In that light Brenno shared a few notions I wanted to capture and put in this context of the commons:

  • The “If you have nothing to hide, why bother?” argument introduces a false dilemma. It puts the onus on the individual who seeks privacy, and not on whether the other entity complies with existing privacy rules and laws (=a responsible member of the commons). It may also well be what is ok now, will carry dire consequences in the future (e.g. homophobia in Uganda) when the character of the commons changes especially radically.
  • In the Netherlands there are no consequences for disregarding privacy rules around data inside a data-using entity (e.g. staff nosing around in data they have nothing to do with, like doctors looking up medical files from famous patients they are not treating themselves). Others can act as if outside the commons without social scrutiny.
  • Whenever there is a data security breach the data holder is generally portrayed as the victim, and not the people who’s personal data it is, or who are described by the data and who’s expectation of privacy in the commons got damaged. (as well as disregarding the fact that in the EU my personal data at company x is my data.)
  • The Dutch privacy watchdog CBP has 86 staff, compared to 1 million companies and government branches they need to watch. The watch dog has no teeth. The commons is mostly undefended.
  • Privacy has weak anchors in Dutch law. The commons is mostly undefended.
  • Why are there no (routine) impact assesments of measures that erode privacy in the name of security? If erosion of privacy is to be tolerated, the damage it constitutes to the commons needs to be not just balanced but surpassed by the benefits to the commons on other aspects.
  • All of these points are relevant to the question of how to maintain or extend the commons with rules and instruments, so that the gift of privacy can be given. By making sure the ‘infringing’ party is under similar social pressures to behave. By making sure we maintain a realistic balance when privacy needs to be temporarily eroded for the sake of the commons (that is the source of privacy).

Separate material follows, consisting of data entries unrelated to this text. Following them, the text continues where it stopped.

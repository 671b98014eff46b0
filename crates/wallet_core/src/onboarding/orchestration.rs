//! Async driver that runs the onboarding machine against a live session store.

use std::{future::Future, sync::Arc, time::Duration};

use shared::{
    domain::{OnboardingPhase, Overlay, SessionStatus},
    protocol::{OnboardingView, SessionEvent},
};
use thiserror::Error;
use tokio::{
    sync::{broadcast, mpsc, watch},
    task::JoinHandle,
};
use tracing::{debug, info};

use super::{
    events::{DwellTimings, FlowTicket, OnboardingEffect, OnboardingEvent, OnboardingNotice},
    reducer::OnboardingMachine,
};
use crate::session_store::{EstablishOptions, SessionStore};

#[derive(Debug, Error)]
pub enum OnboardingError {
    #[error("onboarding controller is no longer running")]
    ControllerStopped,
}

/// Dwell timers of the current flow. Aborted together on reset and on drop.
#[derive(Default)]
struct ScheduledTasks {
    handles: Vec<JoinHandle<()>>,
}

impl ScheduledTasks {
    fn spawn<F>(&mut self, task: F)
    where
        F: Future<Output = ()> + Send + 'static,
    {
        self.handles.retain(|handle| !handle.is_finished());
        self.handles.push(tokio::spawn(task));
    }

    fn cancel_all(&mut self) {
        for handle in self.handles.drain(..) {
            handle.abort();
        }
    }
}

impl Drop for ScheduledTasks {
    fn drop(&mut self) {
        self.cancel_all();
    }
}

struct Driver {
    machine: OnboardingMachine,
    store: Arc<SessionStore>,
    options: EstablishOptions,
    inbox: mpsc::UnboundedSender<OnboardingEvent>,
    scheduled: ScheduledTasks,
    view: watch::Sender<OnboardingView>,
    notices: broadcast::Sender<OnboardingNotice>,
}

impl Driver {
    async fn run(
        mut self,
        mut events: mpsc::UnboundedReceiver<OnboardingEvent>,
        mut status: watch::Receiver<SessionStatus>,
        mut session_events: broadcast::Receiver<SessionEvent>,
    ) {
        loop {
            // Store notifications first: anything the store published before a command
            // was sent must be applied before that command.
            let event = tokio::select! {
                biased;
                published = session_events.recv() => match published {
                    Ok(SessionEvent::SessionCleared) => OnboardingEvent::SessionCleared,
                    Ok(_) => continue,
                    Err(broadcast::error::RecvError::Lagged(skipped)) => {
                        debug!(skipped, "onboarding: session events lagged");
                        continue;
                    }
                    Err(broadcast::error::RecvError::Closed) => break,
                },
                changed = status.changed() => match changed {
                    Ok(()) => OnboardingEvent::SessionStatusChanged(*status.borrow_and_update()),
                    Err(_) => break,
                },
                Some(event) = events.recv() => event,
                else => break,
            };
            self.dispatch(event);
        }
        debug!("onboarding: driver stopped");
    }

    fn dispatch(&mut self, event: OnboardingEvent) {
        let before = self.machine.phase();
        for effect in self.machine.handle(event) {
            self.run_effect(effect);
        }
        let after = self.machine.phase();
        if before != after {
            info!(from = ?before, to = ?after, "onboarding: phase changed");
        }
        let view = self.machine.view();
        self.view.send_if_modified(|current| {
            if *current == view {
                false
            } else {
                *current = view;
                true
            }
        });
    }

    fn run_effect(&mut self, effect: OnboardingEffect) {
        match effect {
            OnboardingEffect::ScheduleDwell { ticket, after } => self.schedule_dwell(ticket, after),
            OnboardingEffect::CancelScheduled => self.scheduled.cancel_all(),
            OnboardingEffect::EstablishSession { ticket } => self.establish(ticket),
            OnboardingEffect::Notify(notice) => {
                let _ = self.notices.send(notice);
            }
        }
    }

    fn schedule_dwell(&mut self, ticket: FlowTicket, after: Duration) {
        let inbox = self.inbox.clone();
        self.scheduled.spawn(async move {
            tokio::time::sleep(after).await;
            let _ = inbox.send(OnboardingEvent::DwellElapsed { ticket });
        });
    }

    /// Not tracked with the timers: the store must see the call through, and a stale
    /// result is dropped by the machine.
    fn establish(&mut self, ticket: FlowTicket) {
        let inbox = self.inbox.clone();
        let store = Arc::clone(&self.store);
        let options = self.options;
        tokio::spawn(async move {
            let result = store.establish_session(options).await;
            let _ = inbox.send(OnboardingEvent::EstablishCompleted { ticket, result });
        });
    }
}

pub struct OnboardingController {
    store: Arc<SessionStore>,
    inbox: mpsc::UnboundedSender<OnboardingEvent>,
    view: watch::Receiver<OnboardingView>,
    notices: broadcast::Sender<OnboardingNotice>,
    driver: JoinHandle<()>,
}

impl OnboardingController {
    /// Must be called from within a tokio runtime.
    pub fn spawn(
        store: Arc<SessionStore>,
        timings: DwellTimings,
        options: EstablishOptions,
    ) -> Self {
        let (inbox, events) = mpsc::unbounded_channel();
        let (notices, _) = broadcast::channel(64);
        let session_events = store.subscribe_events();
        let mut status = store.subscribe_status();
        let initial_status = *status.borrow_and_update();
        let machine = OnboardingMachine::new(timings, initial_status);
        let (view_tx, view) = watch::channel(machine.view());

        let driver = Driver {
            machine,
            store: Arc::clone(&store),
            options,
            inbox: inbox.clone(),
            scheduled: ScheduledTasks::default(),
            view: view_tx,
            notices: notices.clone(),
        };
        let driver = tokio::spawn(driver.run(events, status, session_events));

        Self {
            store,
            inbox,
            view,
            notices,
            driver,
        }
    }

    pub fn store(&self) -> &Arc<SessionStore> {
        &self.store
    }

    pub fn start(&self) -> Result<(), OnboardingError> {
        self.send(OnboardingEvent::StartRequested)
    }

    pub fn open_overlay(&self, overlay: Overlay) -> Result<(), OnboardingError> {
        self.send(OnboardingEvent::OpenOverlay(overlay))
    }

    pub fn close_overlay(&self) -> Result<(), OnboardingError> {
        self.send(OnboardingEvent::CloseOverlay)
    }

    /// Tears the session down and returns the sequence to the intro.
    pub fn disconnect(&self) -> Result<(), OnboardingError> {
        self.send(OnboardingEvent::TeardownRequested)?;
        self.store.teardown_session();
        Ok(())
    }

    pub fn view(&self) -> OnboardingView {
        self.view.borrow().clone()
    }

    pub fn subscribe(&self) -> watch::Receiver<OnboardingView> {
        self.view.clone()
    }

    pub fn subscribe_notices(&self) -> broadcast::Receiver<OnboardingNotice> {
        self.notices.subscribe()
    }

    pub async fn wait_for_phase(
        &self,
        phase: OnboardingPhase,
    ) -> Result<OnboardingView, OnboardingError> {
        let mut view = self.view.clone();
        let reached = view
            .wait_for(|current| current.phase == phase)
            .await
            .map_err(|_| OnboardingError::ControllerStopped)?;
        Ok(reached.clone())
    }

    fn send(&self, event: OnboardingEvent) -> Result<(), OnboardingError> {
        self.inbox
            .send(event)
            .map_err(|_| OnboardingError::ControllerStopped)
    }
}

impl Drop for OnboardingController {
    fn drop(&mut self) {
        self.driver.abort();
    }
}

#[cfg(test)]
#[path = "tests/orchestration_tests.rs"]
mod tests;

    When privacy breaks down also the commons itself breaks down, as privacy is the pathway and the trust base for taking part in the public sphere.

    3 reactions on “On Privacy and the Commons

    1. Nice blog however one aspect that is not mentioned is that in my personal opinion (not that of my employer 🙂 current privacy law is flawed. The principles are good however the laws and rules implemented are ineffective and not always working (as we can all see). The concepts in law of regulation about data do not fit with the reality and diversity of data, an author of an OESO paper formulated it nicely,
      “In summary, the growing proportion of observed and inferred data challenges the concept that
      the nexus for governance is collection and the assumption that awareness goes naturally with

      • Thanks for that link Erik! Indeed, as mentioned in the post Dutch privacy is weakly anchored in law. The inferred data challenges are not addressed at all as you quote. Also the assumption that awareness comes with collection is indeed flawed. Currently we treat both openess and privacy as something to fix / address at the end of an information gathering process (e.g. when someone asks for the data under FOIA, or uses the data inappropiately) It’s a stopgap at the end, instead of designing for both openess and privacy right from the start (in our processes, our IT architecture, our data structures and data fields).